BinSight
vision-based waste sorting that runs at the bin
Johns Hopkins places recycling bins with several sorting categories across campus, but students frequently put items in the wrong bin, either from not knowing which category an item belongs to or from the time it takes to sort correctly in passing. BinSight addresses that by using computer vision to identify an item from a camera image and assign it to one of four bins, trash, recycling, compost, or paper. The full pipeline runs locally on a $166 Raspberry Pi build.
How it works
A Raspberry Pi Camera 3 feeds a live video stream into the frontend, where the user holds the item inside a bounding box.
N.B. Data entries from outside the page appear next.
//! Normalization of free-text plate number entry.

/// Characters that separate plate tokens.
const SEPARATORS: [char; 5] = ['-', '_', '.', '/', '|'];

pub struct PlateFormatter;

impl PlateFormatter {
    /// Normalizes a plate number into its canonical form.
    ///
    /// Arabic-Indic digits become ASCII digits, ASCII letters are
    /// upper-cased, separators collapse to a single space and anything else
    /// that is not a letter or digit is dropped. Never fails; the result is
    /// stable under repeated formatting.
    ///
    /// # Examples
    ///
    /// ```
    /// use plate_archive::domain::PlateFormatter;
    ///
    /// assert_eq!(PlateFormatter::format("  abc-١٢٣ "), "ABC 123");
    /// assert_eq!(PlateFormatter::format(""), "");
    /// ```
    pub fn format(raw: &str) -> String {
        let mut tokens: Vec<String> = Vec::new();
        let mut current = String::new();

        for ch in raw.chars() {
            if ch.is_whitespace() || SEPARATORS.contains(&ch) {
                if !current.is_empty() {
                    tokens.push(std::mem::take(&mut current));
                }
                continue;
            }

            if let Some(digit) = Self::ascii_digit(ch) {
                current.push(digit);
            } else if ch.is_alphanumeric() {
                current.push(ch.to_ascii_uppercase());
            }
        }

        if !current.is_empty() {
            tokens.push(current);
        }

        tokens.join(" ")
    }

    fn ascii_digit(ch: char) -> Option<char> {
        let offset = match ch {
            '0'..='9' => return Some(ch),
            '\u{0660}'..='\u{0669}' => ch as u32 - 0x0660,
            '\u{06F0}'..='\u{06F9}' => ch as u32 - 0x06F0,
            _ => return None,
        };
        char::from_digit(offset, 10)
    }
}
The frame selection runs a pixel-wise stability check: frames are sampled every 500ms, and once the image stays within a pixel-wise difference of 25 for 1500ms, the region inside the box is cropped and sent to the backend. A Flask service runs an EfficientNet-B2 classifier, trained in PyTorch and fine-tuned on a composite of the MJU-Waste, TrashNet, CompostNet, and Fruits and Vegetables Image Recognition datasets, re-split by hand to match Johns Hopkins recycling rules into 1,982 compost, 1,570 trash, 590 recycling, and 571 paper images, with image augmentation to even out the differences between the naturalistic and web-scraped sources. The predicted bin is then shown back on the screen for the user.
Why it's interesting
In a user study with 15 students at Brody Learning Commons, students found BinSight easier and more straightforward to use than sorting items themselves, and rated it more helpful than the standard bin labels, 3.73 against 2.33 on a 5-point scale. The classifier reached 0.927 average accuracy across the four classes, so the ease of use did not trade off against putting items in the right bin.
The code is on GitHub at github.com/sameraslan/BinSight.